Prospek dengan niat yang lebih tinggi, kata Bhattacharya, sudah menerjemahkan menjadi hasil bisnis untuk beberapa pelanggan. Dalam satu kasus, seorang klien layanan profesional telah menutup kontrak senilai antara $200.000 dan $350.000 setelah mengadopsi platform tersebut, katanya, menolak untuk mengungkapkan nama pelanggannya. Dia menambahkan bahwa banyak pengguna melihat pertumbuhan saluran yang signifikan seiring meningkatnya daya tarik penemuan yang digerakkan oleh AI.
Basis pelanggan Gushwork saat ini terkonsentrasi di antara penyedia layanan B2B dengan nilai tinggi, distributor industri, dan produsen kontrak, terutama di AS, kata Bhattacharya. Rata-rata langganan startup ini berkisar antara $800 hingga $900 per bulan, atau sekitar $9.000 hingga $10.000 dalam nilai kontrak tahunan, tambahnya.
Pergeseran menuju penemuan yang digerakkan oleh AI masih dalam tahap awal tetapi semakin mendapatkan momentum. Alat seperti chatbot AI generatif dan peramban web AI semakin banyak digunakan oleh pembeli untuk meneliti vendor dan produk. OpenAI mengatakan pada Juli 2025 bahwa ChatGPT menerima sekitar 2,5 miliar permintaan per hari secara global, termasuk sekitar 330 juta dari pengguna AS. Bhattacharya mengatakan tren ini mulai mengubah cara beberapa bisnis mendekati visibilitas online.

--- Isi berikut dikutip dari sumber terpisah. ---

//! Fingerprint-derived identity.
//!
//! The identity is the one string that ties the trust chain to
//! discoverability: it is the leaf certificate's CN, the mDNS TXT `name`,
//! and the host in the pairing URL.

use ring::digest::{digest, SHA256};
use serde::{Deserialize, Serialize};
use std::fmt;

use crate::error::{CaError, Result};

/// Number of fingerprint hex characters kept in an identity.
pub const IDENTITY_HEX_LEN: usize = 32;

/// Marker appended to every identity.
pub const IDENTITY_SUFFIX: &str = ".self-signed";

/// Prefix openssl prints before a SHA-256 fingerprint. OpenSSL 3 writes
/// the digest name in lower case, so it is matched case-insensitively.
const FINGERPRINT_PREFIX: &str = "SHA256 Fingerprint=";

/// SHA-256 digest of a certificate's DER encoding.
#[derive(Debug, Clone, Copy, PartialEq, Eq, Hash)]
pub struct Fingerprint([u8; 32]);

impl Fingerprint {
    /// Fingerprint DER-encoded certificate bytes.
    #[must_use]
    pub fn of_der(der: &[u8]) -> Self {
        let d = digest(&SHA256, der);
        let mut bytes = [0u8; 32];
        bytes.copy_from_slice(d.as_ref());
        Self(bytes)
    }

    /// Raw digest bytes.
    pub const fn as_bytes(&self) -> &[u8; 32] {
        &self.0
    }

    /// Lowercase hex without separators.
    #[must_use]
    pub fn to_hex(&self) -> String {
        hex::encode(self.0)
    }
}

/// Upper-case colon-separated hex, as certificate tools print it.
impl fmt::Display for Fingerprint {
    fn fmt(&self, f: &mut fmt::Formatter<'_>) -> fmt::Result {
        for (i, b) in self.0.iter().enumerate() {
            if i > 0 {
                f.write_str(":")?;
            }
            write!(f, "{b:02X}")?;
        }
        Ok(())
    }
}

/// Domain-like label derived from the root fingerprint.
///
/// Deserializing goes through the same shape check as [`derive_identity`]
/// output: 32 lower-case hex digits followed by [`IDENTITY_SUFFIX`].
#[derive(Debug, Clone, PartialEq, Eq, Hash, Serialize, Deserialize)]
#[serde(try_from = "String", into = "String")]
pub struct Identity(String);

impl Identity {
    /// Identity for a typed fingerprint. Cannot fail.
    #[must_use]
    pub fn from_fingerprint(fp: &Fingerprint) -> Self {
        let hex = fp.to_hex();
        Self(format!("{}{IDENTITY_SUFFIX}", &hex[..IDENTITY_HEX_LEN]))
    }

    pub fn as_str(&self) -> &str {
        &self.0
    }

    /// `https://{identity}:{port}/`
    #[must_use]
    pub fn url(&self, port: u16) -> String {
        format!("https://{}:{port}/", self.0)
    }
}

impl fmt::Display for Identity {
    fn fmt(&self, f: &mut fmt::Formatter<'_>) -> fmt::Result {
        f.write_str(&self.0)
    }
}

impl AsRef<str> for Identity {
    fn as_ref(&self) -> &str {
        &self.0
    }
}

impl TryFrom<String> for Identity {
    type Error = CaError;

    fn try_from(value: String) -> Result<Self> {
        let well_formed = value
            .strip_suffix(IDENTITY_SUFFIX)
            .is_some_and(|hex| {
                hex.len() == IDENTITY_HEX_LEN
                    && hex.bytes().all(|b| b.is_ascii_digit() || (b'a'..=b'f').contains(&b))
            });
        if well_formed {
            Ok(Self(value))
        } else {
            Err(CaError::InvalidFingerprint(format!(
                "{value:?} is not a derived identity"
            )))
        }
    }
}

impl From<Identity> for String {
    fn from(identity: Identity) -> Self {
        identity.0
    }
}

fn strip_fingerprint_prefix(text: &str) -> &str {
    match text.get(..FINGERPRINT_PREFIX.len()) {
        Some(head) if head.eq_ignore_ascii_case(FINGERPRINT_PREFIX) => {
            &text[FINGERPRINT_PREFIX.len()..]
        }
        _ => text,
    }
}

/// Derive an identity from fingerprint text such as
/// `SHA256 Fingerprint=AA:BB:...` or `aa:bb:...`.
///
/// Strips the prefix, drops colons, lower-cases, keeps the first
/// [`IDENTITY_HEX_LEN`] hex digits and appends [`IDENTITY_SUFFIX`].
///
/// # Errors
///
/// Returns `CaError::InvalidFingerprint` for non-hex characters or fewer
/// than [`IDENTITY_HEX_LEN`] hex digits.
pub fn derive_identity(fingerprint: &str) -> Result<Identity> {
    let text = fingerprint.trim();
    let text = strip_fingerprint_prefix(text);

    let hex: String = text
        .chars()
        .filter(|c| *c != ':')
        .map(|c| c.to_ascii_lowercase())
        .collect();

    if let Some(bad) = hex.chars().find(|c| !c.is_ascii_hexdigit()) {
        return Err(CaError::InvalidFingerprint(format!(
            "unexpected character {bad:?}"
        )));
    }
    if hex.len() < IDENTITY_HEX_LEN {
        return Err(CaError::InvalidFingerprint(format!(
            "need at least {IDENTITY_HEX_LEN} hex digits, got {}",
            hex.len()
        )));
    }

    Ok(Identity(format!("{}{IDENTITY_SUFFIX}", &hex[..IDENTITY_HEX_LEN])))
}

Gushwork berencana menggunakan pendanaan baru tersebut untuk memperluas tim tekniknya, meningkatkan akurasi model, dan memperluas upaya pemasaran, kata Bhattacharya. Dia menambahkan bahwa startup ini memiliki lebih dari 800 bisnis dalam daftar tunggu yang rencananya akan mulai di onboarding.
Startup yang berkantor pusat di Delaware dengan kantor di Bengaluru ini memiliki sekitar 70 karyawan di India, bersama dengan beberapa kontraktor.